WASHINGTON, D.C. – U.S. Senator Shelley Moore Capito (R-W.Va.), Ranking Member of the Senate Environment and Public Works (EPW) Committee, penned an op-ed for The State Journal highlighting the importance of natural gas as a low-carbon energy source and the headwinds the natural gas industry will be facing in the Biden administration.
“Coal, natural gas, oil, solar, wind, nuclear, biomass: Our country has been incredibly blessed with a variety of energy resources, and using all of them keeps America safe and running. Natural gas in particular burns cleaner, moves safely and efficiently in our world-class national pipeline network, and is an essential feedstock for several domestic supply chains like medical supplies, which are critical now more than ever during this pandemic,” Ranking Member Capito wrote.
The full op-ed is available here and below:
Natural Gas Must Lift Our Energy Future
By Senator Shelley Moore Capito, Ranking Member of the Senate EPW Committee
The State Journal
According to the U.S. Department of Energy, if the Appalachian region were an independent country, it would be the third-largest natural gas producer in the world.
Job creation and economic growth through the natural gas industry cannot be overstated.
It’s why I’ve pushed so hard to create a natural gas storage hub in West Virginia.
Sadly, natural gas growth faces tremendous headwinds over the next four years.
Despite calls for “unity,” in some of his first actions, President Biden managed to kill thousands of jobs and paralyze America’s energy industry with executive orders.
The Biden moratorium on new oil and gas leases on federal lands is an economic, energy and national security disaster rolled into one.
This order moves America from energy independence back to relying on foreign adversaries for fuel — countries who have much laxer environmental standards.
This action is indicative of the incoming climate agenda that will have drastic impacts on West Virginia’s energy sector.
The forces against natural gas are growing. And they’re against natural gas, nuclear or any other energy source that’s not blessed by the Green New Deal.
President Biden installed Gina McCarthy and John Kerry as his climate czars. Both are unaccountable to Congress and have made clear they’re the ones in charge of the administration’s ambitious climate agenda.
By claiming every policy issue touches climate, McCarthy and Kerry have broad jurisdiction to do their bidding.
They’ve made no secret of their ultimate goal: Banning fossil fuels. In fact, Kerry suggested folks should “go work on solar panels.”
I have great skepticism when I hear this administration talk about giving industry time to transition and giving workers clean energy jobs.
Tell that to the Keystone XL pipeline workers.
Where are their clean energy jobs? Do they get a new clean energy job tomorrow? Next month? Next year?
West Virginia has powered this country for decades. We’re incredibly proud of that fact.
Coal, natural gas, oil, solar, wind, nuclear, biomass: Our country has been incredibly blessed with a variety of energy resources, and using all of them keeps America safe and running.
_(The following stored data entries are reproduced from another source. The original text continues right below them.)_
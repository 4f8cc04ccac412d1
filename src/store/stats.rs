use indexmap::IndexMap;
use serde::{Deserialize, Serialize};
use serde_json::Value;

use super::lenient_f64;

/// Maximum number of entries kept in the rolling visit log.
pub const MAX_LOG_ENTRIES: usize = 500;

#[derive(Debug, Default, Clone, Serialize, Deserialize)]
pub struct StatsDoc {
    #[serde(default)]
    pub total: u64,
    #[serde(default)]
    pub pages: IndexMap<String, u64>,
    #[serde(default)]
    pub ips: IndexMap<String, IpStats>,
    #[serde(default)]
    pub log: Vec<VisitLogEntry>,
    #[serde(default)]
    pub by_country_visits: IndexMap<String, u64>,
    #[serde(default, deserialize_with = "lenient_f64")]
    pub confirmed_revenue: f64,
    /// Raw geo-IP lookup outcome per address, for inspection.
    #[serde(default)]
    pub geo_debug: IndexMap<String, GeoTrace>,
}

#[derive(Debug, Default, Clone, Serialize, Deserialize)]
pub struct IpStats {
    #[serde(default)]
    pub count: u64,
    #[serde(default)]
    pub pages: IndexMap<String, u64>,
    #[serde(default)]
    pub last: Option<String>,
    #[serde(default)]
    pub ua: String,
    #[serde(default, skip_serializing_if = "Option::is_none")]
    pub country: Option<String>,
}

#[derive(Debug, Clone, Serialize, Deserialize)]
pub struct VisitLogEntry {
    pub ts: String,
    pub ip: String,
    pub path: String,
    #[serde(default)]
    pub ua: String,
}

#[derive(Debug, Clone, PartialEq, Serialize, Deserialize)]
pub struct GeoTrace {
    pub ok: bool,
    #[serde(default, skip_serializing_if = "Option::is_none")]
    pub data: Option<Value>,
    #[serde(default, skip_serializing_if = "Option::is_none")]
    pub status_code: Option<u16>,
    #[serde(default, skip_serializing_if = "Option::is_none")]
    pub text: Option<String>,
    #[serde(default, skip_serializing_if = "Option::is_none")]
    pub error: Option<String>,
}

impl GeoTrace {
    pub fn success(data: Value) -> Self {
        Self {
            ok: true,
            data: Some(data),
            status_code: None,
            text: None,
            error: None,
        }
    }

    pub fn http_error(status_code: u16, text: String) -> Self {
        Self {
            ok: false,
            data: None,
            status_code: Some(status_code),
            text: Some(text),
            error: None,
        }
    }

    pub fn failure(error: String) -> Self {
        Self {
            ok: false,
            data: None,
            status_code: None,
            text: None,
            error: Some(error),
        }
    }
}

/// One page view, already normalized.
pub struct Visit<'a> {
    pub path: &'a str,
    pub ip: &'a str,
    pub ua: &'a str,
    pub country: &'a str,
    pub ts: &'a str,
}

impl StatsDoc {
    pub fn record_visit(&mut self, visit: &Visit<'_>) {
        self.total += 1;
        *self.pages.entry(visit.path.to_string()).or_insert(0) += 1;

        let info = self.ips.entry(visit.ip.to_string()).or_default();
        info.count += 1;
        *info.pages.entry(visit.path.to_string()).or_insert(0) += 1;
        info.last = Some(visit.ts.to_string());
        if !visit.ua.is_empty() {
            info.ua = visit.ua.to_string();
        }
        info.country = Some(visit.country.to_string());

        *self
            .by_country_visits
            .entry(visit.country.to_string())
            .or_insert(0) += 1;

        self.log.push(VisitLogEntry {
            ts: visit.ts.to_string(),
            ip: visit.ip.to_string(),
            path: visit.path.to_string(),
            ua: visit.ua.to_string(),
        });
        if self.log.len() > MAX_LOG_ENTRIES {
            let excess = self.log.len() - MAX_LOG_ENTRIES;
            self.log.drain(..excess);
        }
    }

    pub fn add_revenue(&mut self, amount: f64) {
        self.confirmed_revenue += amount;
    }

    /// Subtract `amount`, never going below zero.
    pub fn remove_revenue(&mut self, amount: f64) {
        self.confirmed_revenue = (self.confirmed_revenue - amount).max(0.0);
    }

    /// Number of distinct addresses per country.
    pub fn unique_by_country(&self) -> IndexMap<String, u64> {
        let mut out = IndexMap::new();
        for info in self.ips.values() {
            let country = info.country.as_deref().unwrap_or("Unknown");
            *out.entry(country.to_string()).or_insert(0) += 1;
        }
        out
    }
}

/// Stats document plus figures derived at read time.
#[derive(Serialize)]
pub struct StatsReport {
    #[serde(flatten)]
    pub doc: StatsDoc,
    pub unique_visitors: usize,
    pub by_country_unique: IndexMap<String, u64>,
}

impl From<StatsDoc> for StatsReport {
    fn from(doc: StatsDoc) -> Self {
        Self {
            unique_visitors: doc.ips.len(),
            by_country_unique: doc.unique_by_country(),
            doc,
        }
    }
}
Natural gas in particular burns cleaner, moves safely and efficiently in our world-class national pipeline network, and is an essential feedstock for several domestic supply chains like medical supplies, which are critical now more than ever during this pandemic.
Environmentalists fighting against natural gas can’t see the forest for the trees.
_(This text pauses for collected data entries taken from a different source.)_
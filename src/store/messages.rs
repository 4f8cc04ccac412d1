use serde::{Deserialize, Deserializer, Serialize, Serializer};
use serde_json::Value;

use super::{lenient_f64, lenient_i64, null_as_empty};
use crate::error::AppError;

/// One entry of the message document.
///
/// Bookings carry `"type": "booking"`; contact messages carry no type. Entries
/// of any other shape are kept verbatim so rewriting the list never drops them.
#[derive(Debug, Clone, Serialize, Deserialize)]
#[serde(untagged)]
pub enum Message {
    Booking(Booking),
    Contact(ContactMessage),
    Other(Value),
}

impl Message {
    pub fn as_booking(&self) -> Option<&Booking> {
        match self {
            Message::Booking(b) => Some(b),
            _ => None,
        }
    }
}

#[derive(Debug, Clone, Serialize, Deserialize)]
pub struct ContactMessage {
    pub name: String,
    pub email: String,
    pub message: String,
    pub ts: String,
}

#[derive(Debug, Clone, Copy, PartialEq, Eq, Serialize, Deserialize)]
#[serde(rename_all = "lowercase")]
pub enum BookingKind {
    Booking,
}

/// Booking state. Statuses written by other tools are kept as `Other` and
/// treated like a cancellation.
#[derive(Debug, Clone, Default, PartialEq, Eq)]
pub enum BookingStatus {
    #[default]
    Pending,
    Confirmed,
    Cancelled,
    Other(String),
}

impl BookingStatus {
    pub fn as_str(&self) -> &str {
        match self {
            BookingStatus::Pending => "pending",
            BookingStatus::Confirmed => "confirmed",
            BookingStatus::Cancelled => "cancelled",
            BookingStatus::Other(s) => s,
        }
    }
}

impl From<String> for BookingStatus {
    fn from(s: String) -> Self {
        match s.as_str() {
            "pending" => BookingStatus::Pending,
            "confirmed" => BookingStatus::Confirmed,
            "cancelled" => BookingStatus::Cancelled,
            _ => BookingStatus::Other(s),
        }
    }
}

impl Serialize for BookingStatus {
    fn serialize<S: Serializer>(&self, s: S) -> Result<S::Ok, S::Error> {
        s.serialize_str(self.as_str())
    }
}

/// `null` reads as pending.
impl<'de> Deserialize<'de> for BookingStatus {
    fn deserialize<D: Deserializer<'de>>(d: D) -> Result<Self, D::Error> {
        Ok(Option::<String>::deserialize(d)?
            .map(BookingStatus::from)
            .unwrap_or_default())
    }
}

#[derive(Debug, Clone, Serialize, Deserialize)]
pub struct Booking {
    #[serde(rename = "type")]
    pub kind: BookingKind,
    #[serde(default, deserialize_with = "null_as_empty")]
    pub slug: String,
    #[serde(default, deserialize_with = "null_as_empty")]
    pub start: String,
    #[serde(default, deserialize_with = "null_as_empty")]
    pub end: String,
    #[serde(default, deserialize_with = "lenient_i64")]
    pub nights: i64,
    #[serde(default, deserialize_with = "lenient_f64")]
    pub total: f64,
    #[serde(default, deserialize_with = "null_as_empty")]
    pub email: String,
    #[serde(default, deserialize_with = "null_as_empty")]
    pub name: String,
    #[serde(default, deserialize_with = "null_as_empty")]
    pub phone: String,
    #[serde(default, deserialize_with = "null_as_empty")]
    pub notes: String,
    #[serde(default)]
    pub status: BookingStatus,
    /// Creation timestamp; doubles as the booking id.
    pub ts: String,
}

impl Booking {
    /// `pending -> confirmed`.
    pub fn confirm(&mut self) -> Result<(), AppError> {
        match self.status {
            BookingStatus::Pending => {
                self.status = BookingStatus::Confirmed;
                Ok(())
            }
            BookingStatus::Confirmed => {
                Err(AppError::Conflict("Booking already confirmed".into()))
            }
            BookingStatus::Cancelled | BookingStatus::Other(_) => {
                Err(AppError::Conflict("Booking is cancelled".into()))
            }
        }
    }

    /// `confirmed -> pending`.
    pub fn undo(&mut self) -> Result<(), AppError> {
        match self.status {
            BookingStatus::Confirmed => {
                self.status = BookingStatus::Pending;
                Ok(())
            }
            _ => Err(AppError::Conflict("Booking is not confirmed".into())),
        }
    }
}

/// Find the first booking whose `ts` equals `id`.
pub fn find_booking_mut<'a>(messages: &'a mut [Message], id: &str) -> Option<&'a mut Booking> {
    messages.iter_mut().find_map(|m| match m {
        Message::Booking(b) if b.ts == id => Some(b),
        _ => None,
    })
}

#[cfg(test)]
mod tests {
    use super::*;
    use serde_json::json;

    #[test]
    fn entries_are_told_apart_by_type() {
        let list: Vec<Message> = serde_json::from_value(json!([
            { "name": "Ann", "email": "ann@example.com", "message": "Hi", "ts": "t1" },
            { "type": "booking", "slug": "big-blue", "start": "2024-06-01", "end": "2024-06-04",
              "nights": 3, "total": 300, "ts": "t2" },
            { "type": "note", "ts": "t3" }
        ]))
        .unwrap();

        assert!(matches!(list[0], Message::Contact(_)));
        let booking = list[1].as_booking().unwrap();
        assert_eq!(booking.status, BookingStatus::Pending);
        assert_eq!(booking.total, 300.0);
        assert!(matches!(list[2], Message::Other(_)));

        let back = serde_json::to_value(&list).unwrap();
        assert_eq!(back[2], json!({ "type": "note", "ts": "t3" }));
        assert_eq!(back[1]["type"], "booking");
        assert_eq!(back[1]["status"], "pending");
    }

    #[test]
    fn status_transitions() {
        let mut b: Booking = serde_json::from_value(json!({
            "type": "booking", "slug": "a", "ts": "t", "status": "pending"
        }))
        .unwrap();

        b.confirm().unwrap();
        assert_eq!(b.status, BookingStatus::Confirmed);
        assert!(matches!(b.confirm(), Err(AppError::Conflict(_))));

        b.undo().unwrap();
        assert_eq!(b.status, BookingStatus::Pending);
        assert!(matches!(b.undo(), Err(AppError::Conflict(_))));

        b.status = BookingStatus::Cancelled;
        let err = b.confirm().unwrap_err();
        assert_eq!(err.to_string(), "Booking is cancelled");
    }

    #[test]
    fn lookup_ignores_contact_messages_with_same_ts() {
        let mut list: Vec<Message> = serde_json::from_value(json!([
            { "name": "Ann", "email": "a@b.co", "message": "Hi", "ts": "same" },
            { "type": "booking", "slug": "a", "ts": "same" }
        ]))
        .unwrap();
        let b = find_booking_mut(&mut list, "same").unwrap();
        assert_eq!(b.slug, "a");
        assert!(find_booking_mut(&mut list, "other").is_none());
    }

    #[test]
    fn unknown_status_is_still_a_booking() {
        let mut list: Vec<Message> = serde_json::from_value(json!([
            { "type": "booking", "slug": "a", "ts": "t", "status": "declined" }
        ]))
        .unwrap();
        let b = find_booking_mut(&mut list, "t").unwrap();
        assert_eq!(b.status, BookingStatus::Other("declined".into()));
        assert_eq!(b.confirm().unwrap_err().to_string(), "Booking is cancelled");

        let back = serde_json::to_value(&list).unwrap();
        assert_eq!(back[0]["status"], "declined");
    }
}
Eliminating natural gas from our energy mix will lead to higher utility costs and less reliability — just ask California.
Renewables can’t power our country at 100 percent all the time, and battery technology can’t fill the gaps. But we can address climate change together though innovation and technology.
Sadly, President Biden’s climate executive orders really alienated key players in the solution.
That’s not a way to build unity. That’s picking winners and losers. That’s pitting American jobs against each other. That’s creating resentment.
This country has always risen to every challenge we’ve faced. This climate challenge is no different.
Through American ingenuity, we will find solutions.